Pussy Riot singer: “We are defending Ukraine” | right Now

Pussy Riot singer: "We are defending Ukraine" |  right Now

Maria Algoshina is the lead singer of the notorious Russian activist group Pussy Riot. She is touring Europe with her group after fleeing her home country disguised as a meal delivery service in mid-May. The orchestra raises funds for the Kyiv Children’s Hospital. “We want to be there for Ukraine,” Aljochina told NU.nl.

Maria Algochina (33) played in crowded homes in Germany for a week. Pussy Riot arrived Thursday evening in Amsterdam after a ten-hour flight and she and her band members Olga Borisova and Diana Burkut sat at the talk show table. in 1

On Friday morning, they look pale together, about to fly to Leuven in Belgium for another show. On Saturday, Pussy Riot will return to Amsterdam to play there.

“I’m glad I can sing anywhere with the band,” says Aljochina. “Here we have a platform, we can make our voices heard. We are of course against the dictator Putin and his war. But we also want to tell you here in Western Europe that you have to stop buying Russian gas. I bought the money from you. The weapons that are now used in Ukraine. I looked to the other direction for years. France, Italy, and Germany even sold arms to Russia.”

Do not call her departure from Russia a trip

Aljochina appeared in the international press in mid-May after her stunning escape from the apartment where she was under house arrest. She decided to cut off her anklets, leave her phone at home, and dressed in a green meal-delivery man’s suit, slipped through the back door of the apartment complex where she was under house arrest.

She has openly described her departure from Russia as no trip. “I want to make my voice heard, that’s why I’m here. We’re on tour for 21 days. I want to be with the band, sing our new anti-war song. I don’t know what I’m going to do next.”

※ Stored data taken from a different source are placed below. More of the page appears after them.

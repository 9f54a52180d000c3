//! Wire client adapter traits
//!
//! The consume loop and the producers only talk to the broker through these
//! traits. Adapters perform no retries of their own; resilience belongs to the
//! caller.

use crate::consumer::error::ConsumerResult;
use async_trait::async_trait;
use std::collections::HashMap;
use tokio_util::sync::CancellationToken;

/// Header carrying the end-to-end correlation id
pub const REFID_HEADER: &str = "refid";

/// Header carrying the producer-assigned message id
pub const MESSAGE_ID_HEADER: &str = "message-id";

/// One record pulled from the broker
#[derive(Debug, Clone, PartialEq, Eq)]
pub struct RawMessage {
    /// Topic the record was read from
    pub topic: String,
    /// Partition the record was read from
    pub partition: i32,
    /// Offset within the partition
    pub offset: i64,
    /// Record key, if any
    pub key: Option<Vec<u8>>,
    /// Opaque payload
    pub payload: Vec<u8>,
    /// Record headers
    pub headers: HashMap<String, Vec<u8>>,
}

impl RawMessage {
    /// Create a message with no key and no headers
    pub fn new(topic: impl Into<String>, partition: i32, offset: i64, payload: impl Into<Vec<u8>>) -> Self {
        Self {
            topic: topic.into(),
            partition,
            offset,
            key: None,
            payload: payload.into(),
            headers: HashMap::new(),
        }
    }

    /// Attach a header
    pub fn with_header(mut self, key: impl Into<String>, value: impl Into<Vec<u8>>) -> Self {
        self.headers.insert(key.into(), value.into());
        self
    }

    /// Header value decoded as UTF-8, lossy
    pub fn header_str(&self, key: &str) -> Option<String> {
        self.headers
            .get(key)
            .map(|v| String::from_utf8_lossy(v).into_owned())
    }

    /// Correlation id, empty when absent
    pub fn correlation_id(&self) -> String {
        self.header_str(REFID_HEADER).unwrap_or_default()
    }

    /// Message id, if the producer set one
    pub fn message_id(&self) -> Option<String> {
        self.header_str(MESSAGE_ID_HEADER).filter(|id| !id.is_empty())
    }
}

/// Consumer side of the broker client
#[async_trait]
pub trait WireConsumer: Send + Sync + 'static {
    /// Subscribe to the given topics. Called once before the loop starts.
    async fn subscribe(&self, topics: &[String]) -> ConsumerResult<()>;

    /// Wait for the next record.
    ///
    /// Returns [`ConsumerError::Cancelled`](crate::consumer::ConsumerError::Cancelled)
    /// when `cancel` fires, [`ConsumerError::TransportFault`](crate::consumer::ConsumerError::TransportFault)
    /// on unrecoverable client errors and
    /// [`ConsumerError::Transport`](crate::consumer::ConsumerError::Transport) on transient ones.
    async fn consume(&self, cancel: &CancellationToken) -> ConsumerResult<RawMessage>;

    /// Mark the record's offset as processed
    async fn commit(&self, message: &RawMessage) -> ConsumerResult<()>;
}

/// Producer side of the broker client
#[async_trait]
pub trait WireProducer: Send + Sync + 'static {
    /// Publish one record
    async fn produce(
        &self,
        topic: &str,
        key: &str,
        payload: &[u8],
        headers: &[(String, Vec<u8>)],
    ) -> ConsumerResult<()>;
}
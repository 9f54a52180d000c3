//! Handler contract and type-erased invokers
//!
//! A [`Handler`] is implemented once per message type. At configuration time
//! each `(message, handler)` pair is wrapped into a [`TopicRoute`] so the
//! consume loop can decode and dispatch without knowing the concrete types.

use crate::consumer::error::{ConsumerError, ConsumerResult};
use async_trait::async_trait;
use futures::FutureExt;
use serde::de::DeserializeOwned;
use std::any::Any;
use std::fmt;
use std::panic::AssertUnwindSafe;
use std::marker::PhantomData;
use std::sync::Arc;
use tokio_util::sync::CancellationToken;

/// Trait for handling one decoded message type
#[async_trait]
pub trait Handler<M>: Send + Sync + 'static
where
    M: Send + Sync + 'static,
{
    /// Handle a message. Any error is treated uniformly by the retry policy.
    async fn handle(&self, message: &M, cancel: &CancellationToken) -> anyhow::Result<()>;
}

#[async_trait]
impl<M, H> Handler<M> for Arc<H>
where
    M: Send + Sync + 'static,
    H: Handler<M>,
{
    async fn handle(&self, message: &M, cancel: &CancellationToken) -> anyhow::Result<()> {
        self.as_ref().handle(message, cancel).await
    }
}

/// A decoded message bound to a freshly resolved handler instance
#[async_trait]
pub trait Invocation: Send + Sync {
    /// Run the handler once
    async fn invoke(&self, cancel: &CancellationToken) -> anyhow::Result<()>;
}

/// Type-erased decoder and handler resolver for one topic
pub trait Dispatch: Send + Sync {
    /// Decode the payload and resolve a handler from a fresh scope
    fn prepare(&self, payload: &[u8]) -> ConsumerResult<Box<dyn Invocation>>;
}

/// Immutable routing entry for one topic
#[derive(Clone)]
pub struct TopicRoute {
    message_type: &'static str,
    handler_type: &'static str,
    dispatch: Arc<dyn Dispatch>,
}

impl TopicRoute {
    /// Build a route for `M` handled by instances produced by `factory`
    pub fn new<M, H, F>(factory: F) -> Self
    where
        M: DeserializeOwned + Send + Sync + 'static,
        H: Handler<M>,
        F: Fn() -> H + Send + Sync + 'static,
    {
        let message_type = short_type_name::<M>();
        let handler_type = short_type_name::<H>();
        let dispatch = TypedDispatch::<M, H, F> {
            message_type,
            handler_type,
            factory,
            _marker: PhantomData,
        };
        Self {
            message_type,
            handler_type,
            dispatch: Arc::new(dispatch),
        }
    }

    /// Registered message type name
    pub fn message_type(&self) -> &'static str {
        self.message_type
    }

    /// Registered handler type name
    pub fn handler_type(&self) -> &'static str {
        self.handler_type
    }

    /// Decode and bind a handler
    pub fn prepare(&self, payload: &[u8]) -> ConsumerResult<Box<dyn Invocation>> {
        self.dispatch.prepare(payload)
    }
}

impl fmt::Debug for TopicRoute {
    fn fmt(&self, f: &mut fmt::Formatter<'_>) -> fmt::Result {
        f.debug_struct("TopicRoute")
            .field("message_type", &self.message_type)
            .field("handler_type", &self.handler_type)
            .finish()
    }
}

struct TypedDispatch<M, H, F> {
    message_type: &'static str,
    handler_type: &'static str,
    factory: F,
    _marker: PhantomData<fn() -> (M, H)>,
}

impl<M, H, F> Dispatch for TypedDispatch<M, H, F>
where
    M: DeserializeOwned + Send + Sync + 'static,
    H: Handler<M>,
    F: Fn() -> H + Send + Sync + 'static,
{
    fn prepare(&self, payload: &[u8]) -> ConsumerResult<Box<dyn Invocation>> {
        let message: M =
            serde_json::from_slice(payload).map_err(|e| ConsumerError::Deserialization {
                message_type: self.message_type,
                reason: e.to_string(),
            })?;

        Ok(Box::new(TypedInvocation {
            message,
            handler: (self.factory)(),
            handler_type: self.handler_type,
        }))
    }
}

struct TypedInvocation<M, H> {
    message: M,
    handler: H,
    handler_type: &'static str,
}

#[async_trait]
impl<M, H> Invocation for TypedInvocation<M, H>
where
    M: Send + Sync + 'static,
    H: Handler<M>,
{
    async fn invoke(&self, cancel: &CancellationToken) -> anyhow::Result<()> {
        // A panicking handler counts as a failed attempt
        let result = AssertUnwindSafe(self.handler.handle(&self.message, cancel))
            .catch_unwind()
            .await
            .unwrap_or_else(|panic| Err(anyhow::anyhow!("panicked: {}", panic_message(&*panic))));

        result.map_err(|source| {
            ConsumerError::Handler {
                handler_type: self.handler_type,
                source,
            }
            .into()
        })
    }
}

fn panic_message(panic: &(dyn Any + Send)) -> &str {
    if let Some(message) = panic.downcast_ref::<&'static str>() {
        message
    } else if let Some(message) = panic.downcast_ref::<String>() {
        message
    } else {
        "non-string panic payload"
    }
}

/// Last path segment of a type name, generics kept intact
pub(crate) fn short_type_name<T: ?Sized>() -> &'static str {
    let full = std::any::type_name::<T>();
    let head = full.split('<').next().unwrap_or(full);
    match head.rfind("::") {
        Some(idx) => &full[idx + 2..],
        None => full,
    }
}
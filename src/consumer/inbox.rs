//! Idempotency inbox keyed by message id
//!
//! Redelivery is expected under at-least-once semantics. An inbox lets the
//! loop skip messages it has already processed.
//!
//! [`MemoryInbox`] forgets finished records after a retention period. A
//! duplicate arriving later than that is processed again.

use async_trait::async_trait;
use chrono::{DateTime, Utc};
use dashmap::mapref::entry::Entry;
use dashmap::DashMap;
use std::sync::atomic::{AtomicI64, Ordering};
use std::time::Duration;
use tracing::debug;

use crate::consumer::error::ConsumerResult;

/// Result of trying to claim a message id
#[derive(Debug, Clone, Copy, PartialEq, Eq)]
pub enum InboxAcquire {
    /// Caller owns the message and should process it
    Acquired,
    /// The message was processed before
    AlreadyProcessed,
    /// Another worker holds the message
    Locked,
}

/// Processing status of an inbox record
#[derive(Debug, Clone, Copy, PartialEq, Eq)]
pub enum InboxStatus {
    /// Claimed, not finished
    Processing,
    /// Finished successfully
    Processed,
    /// Gave up
    Failed,
}

/// Idempotency store consulted before a handler runs
#[async_trait]
pub trait Inbox: Send + Sync + 'static {
    /// Claim `message_id` for processing
    async fn try_acquire(&self, message_id: &str) -> ConsumerResult<InboxAcquire>;

    /// Record a successful run
    async fn mark_processed(&self, message_id: &str) -> ConsumerResult<()>;

    /// Record a failed run
    async fn mark_failed(&self, message_id: &str, reason: &str) -> ConsumerResult<()>;
}

/// Inbox that never deduplicates
#[derive(Debug, Clone, Copy, Default)]
pub struct NoOpInbox;

#[async_trait]
impl Inbox for NoOpInbox {
    async fn try_acquire(&self, _message_id: &str) -> ConsumerResult<InboxAcquire> {
        Ok(InboxAcquire::Acquired)
    }

    async fn mark_processed(&self, _message_id: &str) -> ConsumerResult<()> {
        Ok(())
    }

    async fn mark_failed(&self, _message_id: &str, _reason: &str) -> ConsumerResult<()> {
        Ok(())
    }
}

/// One tracked message
#[derive(Debug, Clone)]
pub struct InboxRecord {
    /// Current status
    pub status: InboxStatus,
    /// When the id was first claimed
    pub first_seen_at: DateTime<Utc>,
    /// Claim expiry for records in [`InboxStatus::Processing`]
    pub lock_until: DateTime<Utc>,
    /// Times the id was claimed
    pub attempts: u32,
    /// When processing finished successfully
    pub processed_at: Option<DateTime<Utc>>,
    /// When processing last gave up
    pub failed_at: Option<DateTime<Utc>>,
    /// Last failure reason
    pub last_error: Option<String>,
}

impl InboxRecord {
    /// When the record reached a terminal status
    fn settled_at(&self) -> Option<DateTime<Utc>> {
        match self.status {
            InboxStatus::Processing => None,
            InboxStatus::Processed => self.processed_at,
            InboxStatus::Failed => self.failed_at,
        }
    }
}

/// Default time finished records are remembered
pub const DEFAULT_RETENTION: Duration = Duration::from_secs(24 * 60 * 60);

/// Upper bound between two eviction sweeps
const MAX_SWEEP_INTERVAL: Duration = Duration::from_secs(60);

/// In-process inbox; failed messages may be claimed again
#[derive(Debug)]
pub struct MemoryInbox {
    records: DashMap<String, InboxRecord>,
    lock_ttl: chrono::Duration,
    retention: chrono::Duration,
    next_sweep_ms: AtomicI64,
}

impl MemoryInbox {
    /// Create an inbox whose claims expire after `lock_ttl`
    pub fn new(lock_ttl: Duration) -> Self {
        Self {
            records: DashMap::new(),
            lock_ttl: to_chrono(lock_ttl),
            retention: to_chrono(DEFAULT_RETENTION),
            next_sweep_ms: AtomicI64::new(0),
        }
    }

    /// Forget processed and failed records after `retention`
    pub fn with_retention(mut self, retention: Duration) -> Self {
        self.retention = to_chrono(retention);
        self
    }

    /// Drop finished records older than the retention period, returning how many went
    pub fn evict_expired(&self) -> usize {
        let Some(cutoff) = Utc::now().checked_sub_signed(self.retention) else {
            return 0;
        };

        let before = self.records.len();
        self.records
            .retain(|_, record| record.settled_at().map_or(true, |at| at > cutoff));
        let evicted = before.saturating_sub(self.records.len());
        if evicted > 0 {
            debug!("Evicted {} inbox records settled before {}", evicted, cutoff);
        }
        evicted
    }

    /// Sweep when the previous sweep is older than the sweep interval
    fn maybe_evict(&self, now: DateTime<Utc>) {
        let now_ms = now.timestamp_millis();
        let due = self.next_sweep_ms.load(Ordering::Acquire);
        if now_ms < due {
            return;
        }

        let interval = self
            .retention
            .min(to_chrono(MAX_SWEEP_INTERVAL))
            .num_milliseconds();
        let next = now_ms.saturating_add(interval);
        if self
            .next_sweep_ms
            .compare_exchange(due, next, Ordering::AcqRel, Ordering::Acquire)
            .is_ok()
        {
            self.evict_expired();
        }
    }

    /// Snapshot of one record
    pub fn record(&self, message_id: &str) -> Option<InboxRecord> {
        self.records.get(message_id).map(|r| r.value().clone())
    }

    /// Number of tracked ids
    pub fn len(&self) -> usize {
        self.records.len()
    }

    /// Whether nothing is tracked
    pub fn is_empty(&self) -> bool {
        self.records.is_empty()
    }

    fn lock_deadline(&self, now: DateTime<Utc>) -> DateTime<Utc> {
        now.checked_add_signed(self.lock_ttl)
            .unwrap_or(DateTime::<Utc>::MAX_UTC)
    }
}

fn to_chrono(duration: Duration) -> chrono::Duration {
    chrono::Duration::from_std(duration).unwrap_or_else(|_| chrono::Duration::max_value())
}

impl Default for MemoryInbox {
    fn default() -> Self {
        Self::new(Duration::from_secs(60))
    }
}

#[async_trait]
impl Inbox for MemoryInbox {
    async fn try_acquire(&self, message_id: &str) -> ConsumerResult<InboxAcquire> {
        let now = Utc::now();
        self.maybe_evict(now);
        let lock_until = self.lock_deadline(now);

        match self.records.entry(message_id.to_string()) {
            Entry::Vacant(slot) => {
                slot.insert(InboxRecord {
                    status: InboxStatus::Processing,
                    first_seen_at: now,
                    lock_until,
                    attempts: 1,
                    processed_at: None,
                    failed_at: None,
                    last_error: None,
                });
                Ok(InboxAcquire::Acquired)
            }
            Entry::Occupied(mut slot) => {
                let record = slot.get_mut();
                match record.status {
                    InboxStatus::Processed => Ok(InboxAcquire::AlreadyProcessed),
                    InboxStatus::Processing if record.lock_until > now => {
                        debug!("Inbox record {} is locked until {}", message_id, record.lock_until);
                        Ok(InboxAcquire::Locked)
                    }
                    _ => {
                        record.status = InboxStatus::Processing;
                        record.lock_until = lock_until;
                        record.attempts += 1;
                        Ok(InboxAcquire::Acquired)
                    }
                }
            }
        }
    }

    async fn mark_processed(&self, message_id: &str) -> ConsumerResult<()> {
        if let Some(mut record) = self.records.get_mut(message_id) {
            record.status = InboxStatus::Processed;
            record.processed_at = Some(Utc::now());
        }
        Ok(())
    }

    async fn mark_failed(&self, message_id: &str, reason: &str) -> ConsumerResult<()> {
        if let Some(mut record) = self.records.get_mut(message_id) {
            record.status = InboxStatus::Failed;
            record.failed_at = Some(Utc::now());
            record.last_error = Some(reason.to_string());
        }
        Ok(())
    }
}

Pussy Riot has been warning for years about crimes committed by Putin and his clique in the Kremlin. In 2012, Alyoshina and her fellow band members were sentenced to two years in a penal camp for protesting the absolute power of the Russian leader by singing the song. Mother of God, deliver us from Putin to play in the church.

After their release from the penal camp, they announced that they would stop performing. They have already created an organization that defended human rights activists in Russia.

Since then, Pussy Riot members have continued to protest and have been regularly arrested. Aljochina has been arrested six times since last July alone, each time for no real reason. “We call it the arrest circuit,” says Aljochina. “We get arrested, they take us to a police station, and then it turns out that we ‘resisted’ something and we go to jail for two weeks.”

In February, Alyoshina was arrested over an Instagram post criticizing Belarusian leader Alexander Lukashenko. The judge ruled it was “Nazi propaganda”. Alyochina: “For years I protested against the Nazis and now according to Putin I am one of them? Just like the entire Ukrainian people?”

‘We knew it was going to be a tough time’

Alyoshina was alone in a cell when Putin gave a lengthy speech on February 21, accusing Ukraine of harboring neo-Nazis and preparing for attacks on Russia. She heard the speech on the radio, and, in anger, she was alone in that cell. “Everyone knew we were going to have a hard time, and there’s nothing you can do about it. And what’s worse: reports of rapes and murders come in every day.”

On February 22, a day after Putin’s speech, Alyoshina was released and placed under house arrest. She was then held for another fifteen days, and again placed under house arrest. The situation became more difficult. Especially after a new law was passed that would put Kremlin critics in prison for 15 years if they spread “false news,” according to the authorities.

At the beginning of May, the Pussy Riot singer managed to escape in disguise. With the help of a Western embassy (which you won’t mention) I got the correct papers and was eventually able to cross the Belarus-Lithuania border without any problems.

Money for Ukrainian Children’s Hospital

During this tour, Pussy Riot raises funds for the children’s hospital in the Ukrainian capital, Kyiv, where the victims of the Russian bombings lie. Also, part of the proceeds from the sale of goods will go to Ukraine.

Alyoshina would like to go to Ukraine herself, but she does not know if she will be welcome there as a Russian at the moment. This war has left deep wounds that may take generations to heal.”